Well, the drama has gone on for 20 years too, the debacle over the Polish border, the length it took for Berlin to recognize an independent Czech Republic.
 

Eurofed

Banned
Well, the drama has gone on for 20 years too, the debacle over the Polish border, the length it took for Berlin to recognize an independent Czech Republic.

Sad, but comprehensible, if you think about the extent of the ethnic changes that the Nazi inflicted to the region after the war. Only typical Nazi callous disregard for the consequences of their actions would think that mass deportation of "undesirable" Pole and Czech population in eastern Poland, Bielorussia, and western Ukraine would not brew vicious inter-Slav ethnic conflicts, in addition to the rabid anti-German terrorism itself, that have been ongoing for decades.

About German sloweness into recognizing the new Slav entities, in addition to the typical ambiguity about the crimes of the Nazis, they were in all evidence afraid of the consequences. Even if only a lunatic fringe may think that the Germanization of Bohemia-Moravia & Western Poland, and the Bug-Wartha-Vistula border, could be ever reversed against a nuclear great power, and even the most Slavophile German politician would accept the Slavs' "right to return" when Hell freezes over, think of the reparations that the deportees and their descendants could claim !

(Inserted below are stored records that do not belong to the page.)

use std::error::Error;
use std::sync::Arc;

use chrono::DateTime;
use clap::{Parser, Subcommand};
use dotenvy::dotenv;
use futures::StreamExt;
use serde::Serialize;
use tokio::io::{AsyncBufReadExt, BufReader};
use tokio::signal;

use rust_chat_rpc::common::Message;
use rust_chat_rpc::config::{self, AppConfig};
use rust_chat_rpc::network::{ChatClient, ConnectionSlot, LoopbackConnection};
use rust_chat_rpc::server::ChatServer;
use rust_chat_rpc::storage::{self, ChatDatabase};

#[derive(Parser)]
#[command(
    name = "rust_chat_rpc",
    version,
    about = "Chat client talking to a local chat server over a loopback connection"
)]
struct Cli {
    /// Path to JSON config file
    #[arg(long, default_value = config::DEFAULT_CONFIG_PATH, value_name = "FILE")]
    config: String,
    #[command(subcommand)]
    command: Command,
}

#[derive(Subcommand)]
enum Command {
    /// List the conversations of a user
    Conversations {
        #[arg(long)]
        user: String,
        #[arg(long, default_value_t = 0)]
        page: u32,
        #[arg(long)]
        size: Option<u32>,
    },
    /// Show one page of a conversation's history
    Messages {
        #[arg(long)]
        conversation: String,
        #[arg(long, default_value_t = 0)]
        page: u32,
        #[arg(long)]
        size: Option<u32>,
    },
    /// Open (or create) the conversation between two users
    Open {
        #[arg(long)]
        user_a: String,
        #[arg(long)]
        user_b: String,
    },
    /// Count unread messages of a user in a conversation
    Unread {
        #[arg(long)]
        conversation: String,
        #[arg(long)]
        user: String,
    },
    /// Check whether a user has any conversation
    HasChats {
        #[arg(long)]
        user: String,
    },
    /// Post a message to a conversation
    Send {
        #[arg(long)]
        conversation: String,
        #[arg(long)]
        sender: String,
        body: String,
    },
    /// Mark everything a user received in a conversation as read
    Read {
        #[arg(long)]
        conversation: String,
        #[arg(long)]
        user: String,
    },
    /// Follow a conversation live; lines typed on stdin are posted as `sender`
    Watch {
        #[arg(long)]
        conversation: String,
        #[arg(long)]
        sender: String,
    },
}

#[tokio::main]
async fn main() -> Result<(), Box<dyn Error>> {
    dotenv().ok();
    // Khởi tạo Logger để debug
    env_logger::init();

    let cli = Cli::parse();
    let app_config = config::load_config(&cli.config);

    storage::ensure_parent_dir(&app_config.database_path)?;
    let db = ChatDatabase::with_path(&app_config.database_path)?;
    let server = Arc::new(ChatServer::new(db));

    // The slot normally belongs to the session layer; here it only ever holds the loopback.
    let slot = Arc::new(ConnectionSlot::new());
    slot.install(Arc::new(LoopbackConnection::new(server.clone())));
    let client = ChatClient::new(slot.clone());

    let result = run(cli.command, &client, &server, &app_config).await;
    slot.dispose();
    result
}

async fn run(
    command: Command,
    client: &ChatClient,
    server: &ChatServer,
    app_config: &AppConfig,
) -> Result<(), Box<dyn Error>> {
    match command {
        Command::Conversations { user, page, size } => {
            let size = size.unwrap_or(app_config.page_size);
            print_json(&client.list_conversations(&user, page, size).await?)
        }
        Command::Messages {
            conversation,
            page,
            size,
        } => {
            let size = size.unwrap_or(app_config.page_size);
            for message in client.list_messages(&conversation, page, size).await? {
                print_message(&message);
            }
            Ok(())
        }
        Command::Open { user_a, user_b } => {
            print_json(&client.get_or_create_conversation(&user_a, &user_b).await?)
        }
        Command::Unread { conversation, user } => {
            println!("{}", client.get_unread_count(&conversation, &user).await?);
            Ok(())
        }
        Command::HasChats { user } => {
            println!("{}", client.has_conversations(&user).await?);
            Ok(())
        }
        Command::Send {
            conversation,
            sender,
            body,
        } => print_json(&server.post_message(&conversation, &sender, &body)?),
        Command::Read { conversation, user } => {
            let updated = server.mark_read(&conversation, &user)?;
            log::info!("Marked {updated} messages as read in {conversation}");
            Ok(())
        }
        Command::Watch {
            conversation,
            sender,
        } => watch(client, server, &conversation, &sender, app_config.log_stream_items).await,
    }
}

async fn watch(
    client: &ChatClient,
    server: &ChatServer,
    conversation: &str,
    sender: &str,
    log_items: bool,
) -> Result<(), Box<dyn Error>> {
    let mut subscription = client.stream_messages(conversation);
    let mut lines = BufReader::new(tokio::io::stdin()).lines();
    let mut stdin_open = true;

    loop {
        tokio::select! {
            item = subscription.next() => match item {
                Some(Ok(message)) => {
                    if log_items {
                        log::info!("Live message {} from {}", message.id, message.sender_id);
                    }
                    print_message(&message);
                }
                Some(Err(err)) => return Err(err.into()),
                None => break,
            },
            line = lines.next_line(), if stdin_open => match line? {
                Some(line) => {
                    let body = line.trim();
                    if !body.is_empty() {
                        server.post_message(conversation, sender, body)?;
                    }
                }
                None => {
                    stdin_open = false;
                    client.dispose_message_stream();
                }
            },
            _ = signal::ctrl_c() => {
                log::info!("Received shutdown signal, closing live stream...");
                client.dispose_message_stream();
            }
        }
    }

    Ok(())
}

fn print_json<T: Serialize>(value: &T) -> Result<(), Box<dyn Error>> {
    println!("{}", serde_json::to_string_pretty(value)?);
    Ok(())
}

fn print_message(message: &Message) {
    let time = DateTime::from_timestamp_millis(message.timestamp)
        .map(|at| at.format("%H:%M:%S").to_string())
        .unwrap_or_else(|| message.timestamp.to_string());
    println!(
        "[{time}] {}: {} ({})",
        message.sender_id,
        message.body,
        message.status.as_str()
    );
}
//! Route registry and the payload codec.
//!
//! Each route is a marker type tying a route name to its request and reply
//! schema, so both ends resolve the body format at compile time.

use serde::Serialize;
use serde::de::DeserializeOwned;

use crate::common::{
    Chat, ConversationRequest, ConversationsQuery, Message, MessagesQuery, UnreadCountQuery,
    UnreadCountResult,
};
use crate::error::{ChatError, Result};

use super::payload::WirePayload;

pub mod routes {
    pub const GET_ALL: &str = "chats.getAll";
    pub const GET_MESSAGES: &str = "chats.getMessages";
    pub const GET_OR_CREATE: &str = "chats.getOrCreate";
    pub const STREAM_MESSAGES: &str = "chats.streamMessages";
    pub const GET_UNREAD_COUNT: &str = "chats.getUnreadCount";
    pub const HAS_CHATS: &str = "chats.hasChats";
}

pub trait Route {
    const NAME: &'static str;
    type Request: Serialize + DeserializeOwned;
    /// Reply type, or the item type for streaming routes.
    type Reply: Serialize + DeserializeOwned;
}

pub struct GetAllChats;
pub struct GetMessages;
pub struct GetOrCreateChat;
pub struct StreamMessages;
pub struct GetUnreadCount;
pub struct HasChats;

impl Route for GetAllChats {
    const NAME: &'static str = routes::GET_ALL;
    type Request = ConversationsQuery;
    type Reply = Chat;
}

impl Route for GetMessages {
    const NAME: &'static str = routes::GET_MESSAGES;
    type Request = MessagesQuery;
    type Reply = Message;
}

impl Route for GetOrCreateChat {
    const NAME: &'static str = routes::GET_OR_CREATE;
    type Request = ConversationRequest;
    type Reply = Chat;
}

impl Route for StreamMessages {
    const NAME: &'static str = routes::STREAM_MESSAGES;
    /// Conversation id, sent as a bare JSON string.
    type Request = String;
    type Reply = Message;
}

impl Route for GetUnreadCount {
    const NAME: &'static str = routes::GET_UNREAD_COUNT;
    type Request = UnreadCountQuery;
    type Reply = UnreadCountResult;
}

impl Route for HasChats {
    const NAME: &'static str = routes::HAS_CHATS;
    /// User id, sent as a bare JSON string.
    type Request = String;
    type Reply = bool;
}

/// Serializes a request for route `R`.
pub fn encode<R: Route>(request: &R::Request) -> Result<WirePayload> {
    let body = serde_json::to_vec(request).map_err(|e| ChatError::encode(R::NAME, e.to_string()))?;
    Ok(WirePayload::new(R::NAME, body))
}

/// Deserializes a reply received for route `R`.
///
/// Replies either echo the request route or leave it empty; any other route
/// means the payload belongs to a different schema.
pub fn decode<R: Route>(payload: &WirePayload) -> Result<R::Reply> {
    check_route::<R>(payload)?;
    serde_json::from_slice(&payload.body).map_err(|e| ChatError::decode(R::NAME, e.to_string()))
}

/// Server-side counterpart of [`decode`]: reads the request of route `R`.
pub fn decode_request<R: Route>(payload: &WirePayload) -> Result<R::Request> {
    check_route::<R>(payload)?;
    serde_json::from_slice(&payload.body).map_err(|e| ChatError::decode(R::NAME, e.to_string()))
}

/// Server-side counterpart of [`encode`]: writes a reply for route `R`.
pub fn encode_reply<R: Route>(reply: &R::Reply) -> Result<WirePayload> {
    let body = serde_json::to_vec(reply).map_err(|e| ChatError::encode(R::NAME, e.to_string()))?;
    Ok(WirePayload::new(R::NAME, body))
}

fn check_route<R: Route>(payload: &WirePayload) -> Result<()> {
    if payload.route.is_empty() || payload.route == R::NAME {
        Ok(())
    } else {
        Err(ChatError::decode(
            R::NAME,
            format!("payload belongs to route `{}`", payload.route),
        ))
    }
}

OOC: folks, I have assumed as granted that at the very very least, 50 years of Nazi rule would lead to complete Germanization of Bohemia-Moravia and the areas of Poland they annexed in 1939 and 1941, and that the new German-Slav border would be the OTL 1943 one. I honestly dunno how much successful they would have been in the Germanization of the General Government, if ever.